In his journey to humility, Blessed Sebastian obeyed all in the community: he would call the Porter’s bell the voice of God and drop everything when it called him, echoing Saint Philip who would leave off praying at the call of charity, saying, ‘we must leave Christ for Christ’. If the doctor gave him some treatment, he followed it rather than doing what he thought best. He ate the food that was put before him, without complaint.
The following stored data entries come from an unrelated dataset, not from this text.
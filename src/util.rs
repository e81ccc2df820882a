// Display formatting and small statistics helpers used by the reports.
//
// Everything here is presentation: the pipeline itself never formats.
use num_format::{Locale, ToFormattedString};

/// Placeholder shown for undefined values (no population, no revenue...).
pub const UNDEFINED: &str = "-";

/// Fixed decimals with `,` thousands separators: `1,234,567.89`.
pub fn format_number(n: f64, decimals: usize) -> String {
    if !n.is_finite() {
        return UNDEFINED.to_string();
    }
    let fixed = format!("{:.*}", decimals, n.abs());
    let (int_part, frac_part) = match fixed.split_once('.') {
        Some((i, f)) => (i, Some(f)),
        None => (fixed.as_str(), None),
    };
    let grouped = int_part
        .parse::<u64>()
        .map(|v| v.to_formatted_string(&Locale::en))
        .unwrap_or_else(|_| int_part.to_string());
    let mut out = String::with_capacity(grouped.len() + decimals + 2);
    // "-0.00" reads badly; only keep the sign when something non-zero shows.
    if n < 0.0 && fixed.chars().any(|c| c.is_ascii_digit() && c != '0') {
        out.push('-');
    }
    out.push_str(&grouped);
    if let Some(frac) = frac_part {
        out.push('.');
        out.push_str(frac);
    }
    out
}

pub fn format_optional(n: Option<f64>, decimals: usize) -> String {
    n.map(|v| format_number(v, decimals))
        .unwrap_or_else(|| UNDEFINED.to_string())
}

/// Compact euro amount with a K / M / Md suffix: `€12.3M`.
pub fn format_euros_compact(value: f64, decimals: usize) -> String {
    if !value.is_finite() {
        return UNDEFINED.to_string();
    }
    let abs = value.abs();
    let (scaled, suffix) = if abs >= 1_000_000_000.0 {
        (value / 1_000_000_000.0, "Md")
    } else if abs >= 1_000_000.0 {
        (value / 1_000_000.0, "M")
    } else if abs >= 1_000.0 {
        (value / 1_000.0, "K")
    } else {
        (value, "")
    };
    format!("€{}{}", format_number(scaled, decimals), suffix)
}

pub fn format_population(p: Option<f64>) -> String {
    format_optional(p, 0)
}

pub fn format_int<T>(n: T) -> String
where
    T: ToFormattedString,
{
    n.to_formatted_string(&Locale::en)
}

/// Arithmetic mean; `None` for an empty slice.
pub fn average(v: &[f64]) -> Option<f64> {
    if v.is_empty() {
        return None;
    }
    Some(v.iter().sum::<f64>() / v.len() as f64)
}

pub fn median(mut v: Vec<f64>) -> Option<f64> {
    if v.is_empty() {
        return None;
    }
    v.sort_by(|a, b| a.total_cmp(b));
    let mid = v.len() / 2;
    if v.len() % 2 == 1 {
        Some(v[mid])
    } else {
        Some((v[mid - 1] + v[mid]) / 2.0)
    }
}

#[cfg(test)]
mod tests {
    use super::*;

    #[test]
    fn numbers() {
        assert_eq!(format_number(1234567.891, 2), "1,234,567.89");
        assert_eq!(format_number(-1500.0, 1), "-1,500.0");
        assert_eq!(format_number(-0.001, 2), "0.00");
        assert_eq!(format_number(42.0, 0), "42");
        assert_eq!(format_number(f64::NAN, 2), "-");
    }

    #[test]
    fn compact() {
        assert_eq!(format_euros_compact(2_500_000_000.0, 1), "€2.5Md");
        assert_eq!(format_euros_compact(12_340_000.0, 1), "€12.3M");
        assert_eq!(format_euros_compact(-4_500.0, 1), "€-4.5K");
        assert_eq!(format_euros_compact(950.0, 0), "€950");
    }

    #[test]
    fn optional_and_population() {
        assert_eq!(format_optional(None, 2), "-");
        assert_eq!(format_population(Some(153_810.0)), "153,810");
    }

    #[test]
    fn stats() {
        assert_eq!(average(&[]), None);
        assert_eq!(average(&[1.0, 2.0, 3.0]), Some(2.0));
        assert_eq!(median(vec![3.0, 1.0, 2.0]), Some(2.0));
        assert_eq!(median(vec![4.0, 1.0, 2.0, 3.0]), Some(2.5));
        assert_eq!(median(vec![]), None);
    }
}
use crate::aggregate::DEFAULT_AMOUNT_UNIT;
use crate::error::{DashboardError, Result};
use crate::metrics::MetricsPolicy;
use serde::Deserialize;
use std::collections::BTreeSet;
use std::path::{Path, PathBuf};
use tracing::info;

pub const DEFAULT_CONFIG_FILE: &str = "dashboard.toml";

/// Settings for one dashboard session. Every field has a default so an
/// empty (or absent) `dashboard.toml` is valid.
#[derive(Debug, Clone, PartialEq, Deserialize)]
#[serde(default)]
pub struct DashboardConfig {
    pub input_path: PathBuf,
    pub output_dir: PathBuf,
    /// Department code rows must carry; `None` keeps every department.
    pub scope_code: Option<String>,
    /// Allowed budget types; empty keeps every type.
    pub budget_types: BTreeSet<String>,
    /// Divisor applied to summed amounts (1e6 = millions of euros).
    pub amount_unit: f64,
    pub annex_budget_type: String,
    pub ranking_size: usize,
    pub policy: MetricsPolicy,
}

impl Default for DashboardConfig {
    fn default() -> Self {
        Self {
            input_path: PathBuf::from("ofgl-base-communes.csv"),
            output_dir: PathBuf::from("."),
            scope_code: Some("974".to_string()),
            budget_types: BTreeSet::new(),
            amount_unit: DEFAULT_AMOUNT_UNIT,
            annex_budget_type: "Budget annexe".to_string(),
            ranking_size: 10,
            policy: MetricsPolicy::default(),
        }
    }
}

impl DashboardConfig {
    pub fn from_toml_str(s: &str) -> Result<Self> {
        let config: DashboardConfig = toml::from_str(s)?;
        config.validate()?;
        Ok(config)
    }

    /// Read `path`; a missing file yields the defaults.
    pub fn load(path: &Path) -> Result<Self> {
        if !path.exists() {
            info!(path = %path.display(), "no config file, using defaults");
            return Ok(Self::default());
        }
        let text = std::fs::read_to_string(path)?;
        let config = Self::from_toml_str(&text)?;
        info!(path = %path.display(), "loaded config");
        Ok(config)
    }

    pub fn validate(&self) -> Result<()> {
        if !(self.amount_unit.is_finite() && self.amount_unit > 0.0) {
            return Err(DashboardError::InvalidConfig(format!(
                "amount_unit must be a positive number, got {}",
                self.amount_unit
            )));
        }
        if self.ranking_size == 0 {
            return Err(DashboardError::InvalidConfig(
                "ranking_size must be at least 1".to_string(),
            ));
        }
        self.policy.validate()
    }
}
use serde::{Deserialize, Serialize};
use std::fmt;

/// Named quantities extracted from category labels.
#[derive(Debug, Clone, Copy, PartialEq, Eq, Hash, PartialOrd, Ord, Serialize, Deserialize)]
pub enum FinancialIndicator {
    /// Total revenue excluding loans ("Recettes totales hors emprunts").
    Revenue,
    /// Épargne brute.
    GrossSavings,
    TaxesAndDuties,
    FinancingCapacityOrNeed,
}

/// Label rule: the label must contain at least one alternative from every
/// group. `[["recette"], ["total"]]` means "recette AND total".
struct LabelRule {
    all_of: &'static [&'static [&'static str]],
}

impl LabelRule {
    fn matches(&self, lowered: &str) -> bool {
        self.all_of
            .iter()
            .all(|any_of| any_of.iter().any(|needle| lowered.contains(needle)))
    }
}

const REVENUE: LabelRule = LabelRule {
    all_of: &[&["recette"], &["total"]],
};
const GROSS_SAVINGS: LabelRule = LabelRule {
    all_of: &[&["epargne", "épargne"], &["brute"]],
};
const TAXES: LabelRule = LabelRule {
    all_of: &[&["impôt", "impot", "taxe"]],
};
const FINANCING: LabelRule = LabelRule {
    all_of: &[&["capacité", "capacite", "besoin", "financement"]],
};

impl FinancialIndicator {
    pub const ALL: [FinancialIndicator; 4] = [
        FinancialIndicator::Revenue,
        FinancialIndicator::GrossSavings,
        FinancialIndicator::TaxesAndDuties,
        FinancialIndicator::FinancingCapacityOrNeed,
    ];

    fn rule(&self) -> &'static LabelRule {
        match self {
            FinancialIndicator::Revenue => &REVENUE,
            FinancialIndicator::GrossSavings => &GROSS_SAVINGS,
            FinancialIndicator::TaxesAndDuties => &TAXES,
            FinancialIndicator::FinancingCapacityOrNeed => &FINANCING,
        }
    }

    /// Case-insensitive label test.
    pub fn matches(&self, label: &str) -> bool {
        self.rule().matches(&label.to_lowercase())
    }

    /// Every indicator a label contributes to. A label may feed several.
    pub fn matching(label: &str) -> Vec<FinancialIndicator> {
        let lowered = label.to_lowercase();
        Self::ALL
            .iter()
            .copied()
            .filter(|ind| ind.rule().matches(&lowered))
            .collect()
    }

    pub fn label(&self) -> &'static str {
        match self {
            FinancialIndicator::Revenue => "Recettes totales",
            FinancialIndicator::GrossSavings => "Épargne brute",
            FinancialIndicator::TaxesAndDuties => "Impôts et taxes",
            FinancialIndicator::FinancingCapacityOrNeed => "Capacité ou besoin de financement",
        }
    }
}

impl fmt::Display for FinancialIndicator {
    fn fmt(&self, f: &mut fmt::Formatter<'_>) -> fmt::Result {
        f.write_str(self.label())
    }
}
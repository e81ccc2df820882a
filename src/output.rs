use crate::error::Result;
use serde::Serialize;
use std::io::Write;
use std::path::Path;
use tabled::{settings::Style, Table, Tabled};

pub fn write_csv<T: Serialize>(path: &Path, rows: &[T]) -> Result<()> {
    let file = std::fs::File::create(path)?;
    write_csv_to(file, rows)
}

/// CSV to any writer; headers come from the row type's serde names.
pub fn write_csv_to<W: Write, T: Serialize>(writer: W, rows: &[T]) -> Result<()> {
    let mut wtr = csv::Writer::from_writer(writer);
    for r in rows {
        wtr.serialize(r)?;
    }
    wtr.flush()?;
    Ok(())
}

pub fn write_json<T: Serialize>(path: &Path, value: &T) -> Result<()> {
    let s = serde_json::to_string_pretty(value)?;
    std::fs::write(path, s)?;
    Ok(())
}

/// Markdown table of the first `max_rows` rows, or a "(no rows)" marker.
pub fn render_table<T>(rows: &[T], max_rows: usize) -> String
where
    T: Tabled + Clone,
{
    let slice: Vec<T> = rows.iter().take(max_rows).cloned().collect();
    if slice.is_empty() {
        return "(no rows)".to_string();
    }
    Table::new(slice).with(Style::markdown()).to_string()
}

pub fn preview_table<T>(title: &str, note: Option<&str>, rows: &[T], max_rows: usize)
where
    T: Tabled + Clone,
{
    println!("{}", title);
    if let Some(n) = note {
        println!("({})", n);
    }
    println!();
    println!("{}\n", render_table(rows, max_rows));
}
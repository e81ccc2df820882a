use crate::annex::ServiceSummary;
use crate::indicator::FinancialIndicator;
use crate::metrics::{DebtProvenance, DerivedRecord, RatioBasis};
use crate::schema::ColumnRoles;
use crate::schema::MatchKind;
use crate::types::{
    GroupComparisonRow, OverviewStats, RankingRow, RoleRow, ServiceRow, StratumRow, SynthesisRow,
};
use crate::util::{average, format_number, format_optional, format_population, median};
use chrono::Local;
use std::cmp::Ordering;
use std::collections::{BTreeMap, HashMap, HashSet};

/// What a ranking sorts on.
#[derive(Debug, Clone, Copy, PartialEq, Eq)]
pub enum RankingMetric {
    Revenue,
    GrossSavings,
    FinancingCapacityPerCapita,
    SurplusPerCapita,
    ExpensePerCapita,
    DebtToRevenue,
}

impl RankingMetric {
    /// `None` when the metric is undefined for the record.
    pub fn value(&self, r: &DerivedRecord) -> Option<f64> {
        match self {
            RankingMetric::Revenue => r.base.observed(FinancialIndicator::Revenue),
            RankingMetric::GrossSavings => r.base.observed(FinancialIndicator::GrossSavings),
            RankingMetric::FinancingCapacityPerCapita => {
                r.base.observed(FinancialIndicator::FinancingCapacityOrNeed)?;
                r.amount_per_capita(FinancialIndicator::FinancingCapacityOrNeed)
            }
            RankingMetric::SurplusPerCapita => r.surplus_per_capita,
            RankingMetric::ExpensePerCapita => r.expense_per_capita(),
            RankingMetric::DebtToRevenue => {
                r.debt_to_revenue.is_defined().then_some(r.debt_to_revenue.value)
            }
        }
    }

    pub fn title(&self) -> &'static str {
        match self {
            RankingMetric::Revenue => "Revenue",
            RankingMetric::GrossSavings => "Gross savings",
            RankingMetric::FinancingCapacityPerCapita => "Financing capacity per inhabitant (€)",
            RankingMetric::SurplusPerCapita => "Surplus per inhabitant (€)",
            RankingMetric::ExpensePerCapita => "Estimated expense per inhabitant (€)",
            RankingMetric::DebtToRevenue => "Estimated debt / revenue",
        }
    }

    fn decimals(&self) -> usize {
        match self {
            RankingMetric::Revenue | RankingMetric::GrossSavings | RankingMetric::DebtToRevenue => 2,
            _ => 0,
        }
    }
}

/// Which column came from where, for the diagnostic view.
pub fn generate_role_table(roles: &ColumnRoles) -> Vec<RoleRow> {
    roles
        .iter()
        .map(|(role, col)| RoleRow {
            role: role.to_string(),
            column: col.name.clone(),
            matched_by: match &col.matched_by {
                MatchKind::Alias => "alias".to_string(),
                MatchKind::Keyword(k) => format!("keyword \"{}\"", k),
            },
        })
        .collect()
}

/// One formatted row per record, sorted by revenue (descending) then name.
pub fn generate_synthesis(records: &[DerivedRecord]) -> Vec<SynthesisRow> {
    let mut sorted: Vec<&DerivedRecord> = records.iter().collect();
    sorted.sort_by(|a, b| {
        b.base
            .revenue
            .partial_cmp(&a.base.revenue)
            .unwrap_or(Ordering::Equal)
            .then_with(|| a.entity().cmp(b.entity()))
            .then_with(|| a.year().cmp(&b.year()))
    });
    sorted
        .into_iter()
        .map(|r| SynthesisRow {
            commune: r.base.entity.clone(),
            year: r.base.year,
            population: format_population(r.base.population),
            revenue: format_number(r.base.revenue, 2),
            gross_savings: format_number(r.base.gross_savings, 2),
            expense_estimate: format_number(r.expense_estimate, 2),
            surplus: format_number(r.surplus, 2),
            debt_estimate: format_number(r.debt_estimate, 2),
            debt_basis: match r.debt_provenance {
                DebtProvenance::FinancingGap => "financing gap x years".to_string(),
                DebtProvenance::RevenueMultiple => "revenue multiple".to_string(),
            },
            debt_to_revenue: match r.debt_to_revenue.basis {
                RatioBasis::Defaulted => format!("{} (default)", format_number(r.debt_to_revenue.value, 2)),
                RatioBasis::Clamped => format!("{} (clamped)", format_number(r.debt_to_revenue.value, 2)),
                RatioBasis::Computed => format_number(r.debt_to_revenue.value, 2),
            },
            expense_per_capita: format_optional(r.expense_per_capita(), 0),
            surplus_per_capita: format_optional(r.surplus_per_capita, 0),
            expense_to_revenue_pct: format_optional(r.expense_to_revenue_pct, 1),
        })
        .collect()
}

/// Top `n` records for `metric` in `year` (all years when `None`),
/// descending, ties by name. Records where the metric is undefined are left
/// out rather than ranked as zero.
pub fn generate_ranking(
    records: &[DerivedRecord],
    metric: RankingMetric,
    year: Option<i32>,
    n: usize,
) -> Vec<RankingRow> {
    let mut scored: Vec<(f64, &DerivedRecord)> = records
        .iter()
        .filter(|r| year.map_or(true, |y| r.year() == y))
        .filter_map(|r| metric.value(r).map(|v| (v, r)))
        .collect();
    scored.sort_by(|a, b| {
        b.0.partial_cmp(&a.0)
            .unwrap_or(Ordering::Equal)
            .then_with(|| a.1.entity().cmp(b.1.entity()))
    });
    scored
        .into_iter()
        .take(n)
        .enumerate()
        .map(|(idx, (v, r))| RankingRow {
            rank: idx + 1,
            commune: r.base.entity.clone(),
            year: r.base.year,
            value: format_number(v, metric.decimals()),
        })
        .collect()
}

/// Per (group, year) totals. Records without a group are collected under
/// "(sans EPCI)". Sorted by savings, descending.
pub fn generate_group_comparison(records: &[DerivedRecord]) -> Vec<GroupComparisonRow> {
    #[derive(Default)]
    struct Acc {
        communes: HashSet<String>,
        population: f64,
        population_known: bool,
        savings: f64,
        financing: f64,
        taxes: f64,
    }
    let mut map: BTreeMap<(String, i32), Acc> = BTreeMap::new();
    for r in records {
        let group = r.base.group.clone().unwrap_or_else(|| "(sans EPCI)".to_string());
        let e = map.entry((group, r.base.year)).or_default();
        e.communes.insert(r.base.entity.clone());
        if let Some(p) = r.base.population {
            e.population += p;
            e.population_known = true;
        }
        e.savings += r.base.gross_savings;
        e.financing += r.base.financing_capacity;
        e.taxes += r.base.taxes_and_duties;
    }
    let mut rows: Vec<(f64, GroupComparisonRow)> = map
        .into_iter()
        .map(|((group, year), acc)| {
            let row = GroupComparisonRow {
                group,
                year,
                communes: acc.communes.len(),
                population: format_population(acc.population_known.then_some(acc.population)),
                gross_savings: format_number(acc.savings, 2),
                financing_capacity: format_number(acc.financing, 2),
                taxes_and_duties: format_number(acc.taxes, 2),
            };
            (acc.savings, row)
        })
        .collect();
    // Stable sort keeps the BTreeMap order among equal savings.
    rows.sort_by(|a, b| b.0.partial_cmp(&a.0).unwrap_or(Ordering::Equal));
    rows.into_iter().map(|(_, row)| row).collect()
}

/// Gross savings per inhabitant by population band, for `year` (all years
/// when `None`). Only records with a band, observed savings and a known
/// population count. Bands come out in text order.
pub fn generate_stratum_breakdown(records: &[DerivedRecord], year: Option<i32>) -> Vec<StratumRow> {
    let mut by_stratum: BTreeMap<&str, (HashSet<&str>, Vec<f64>)> = BTreeMap::new();
    for r in records.iter().filter(|r| year.map_or(true, |y| r.year() == y)) {
        let Some(stratum) = r.base.stratum.as_deref() else {
            continue;
        };
        if r.base.observed(FinancialIndicator::GrossSavings).is_none() {
            continue;
        }
        let Some(per_capita) = r.amount_per_capita(FinancialIndicator::GrossSavings) else {
            continue;
        };
        let e = by_stratum.entry(stratum).or_default();
        e.0.insert(r.entity());
        e.1.push(per_capita);
    }
    by_stratum
        .into_iter()
        .map(|(stratum, (communes, values))| StratumRow {
            stratum: stratum.to_string(),
            communes: communes.len(),
            mean_savings_per_capita: format_optional(average(&values), 0),
            median_savings_per_capita: format_optional(median(values), 0),
        })
        .collect()
}

pub fn generate_service_rows(summary: &[ServiceSummary]) -> Vec<ServiceRow> {
    summary
        .iter()
        .map(|s| ServiceRow {
            service: s.service.to_string(),
            budgets: s.budgets,
            total_amount: format_number(s.total_amount, 2),
        })
        .collect()
}

/// Headline figures. Population is counted once per commune, from its
/// latest year.
pub fn generate_overview(records: &[DerivedRecord], amount_unit: f64) -> OverviewStats {
    let mut latest: HashMap<&str, (i32, Option<f64>)> = HashMap::new();
    for r in records {
        let e = latest.entry(r.entity()).or_insert((r.year(), r.base.population));
        if r.year() > e.0 {
            *e = (r.year(), r.base.population);
        }
    }
    let total_population = latest.values().filter_map(|(_, p)| *p).sum();
    let ratios: Vec<f64> = records.iter().filter_map(|r| r.expense_to_revenue_pct).collect();
    let financing: Vec<f64> = records
        .iter()
        .filter(|r| r.base.observed(FinancialIndicator::FinancingCapacityOrNeed).is_some())
        .filter_map(|r| r.amount_per_capita(FinancialIndicator::FinancingCapacityOrNeed))
        .collect();
    let positive_financing_share_pct = (!financing.is_empty()).then(|| {
        financing.iter().filter(|v| **v > 0.0).count() as f64 / financing.len() as f64 * 100.0
    });
    OverviewStats {
        generated_at: Local::now(),
        communes: latest.len(),
        entity_years: records.len(),
        total_population,
        total_revenue: records.iter().map(|r| r.base.revenue).sum(),
        total_gross_savings: records.iter().map(|r| r.base.gross_savings).sum(),
        total_expense_estimate: records.iter().map(|r| r.expense_estimate).sum(),
        avg_expense_to_revenue_pct: average(&ratios),
        median_expense_per_capita: median(
            records.iter().filter_map(|r| r.expense_per_capita()).collect(),
        ),
        positive_financing_share_pct,
        amount_unit,
    }
}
None of this was easy. Nevertheless, Blessed Sebastian understood prompt obedience as a means of mortifying the razionale, which Saint Philip called the best way to holiness. ‘Obedience,’ said Blessed Sebastian, ‘is the chart by which the navigator can steer to sanctity. If the chart is correct, all will be well; but if it be faulty, woe to the poor navigator.’ Hence, he chose to live in perfect obedience, at least such as might be humanly possible. Giving up his own will and desires and submitting to those in legitimate authority over him cannot have been easy. But, ultimately, his will was to do the will of God. For this purpose he adopted the attitude Respice finem: look to the end for which we strive. For him, as for all of us, that is holiness and union with God.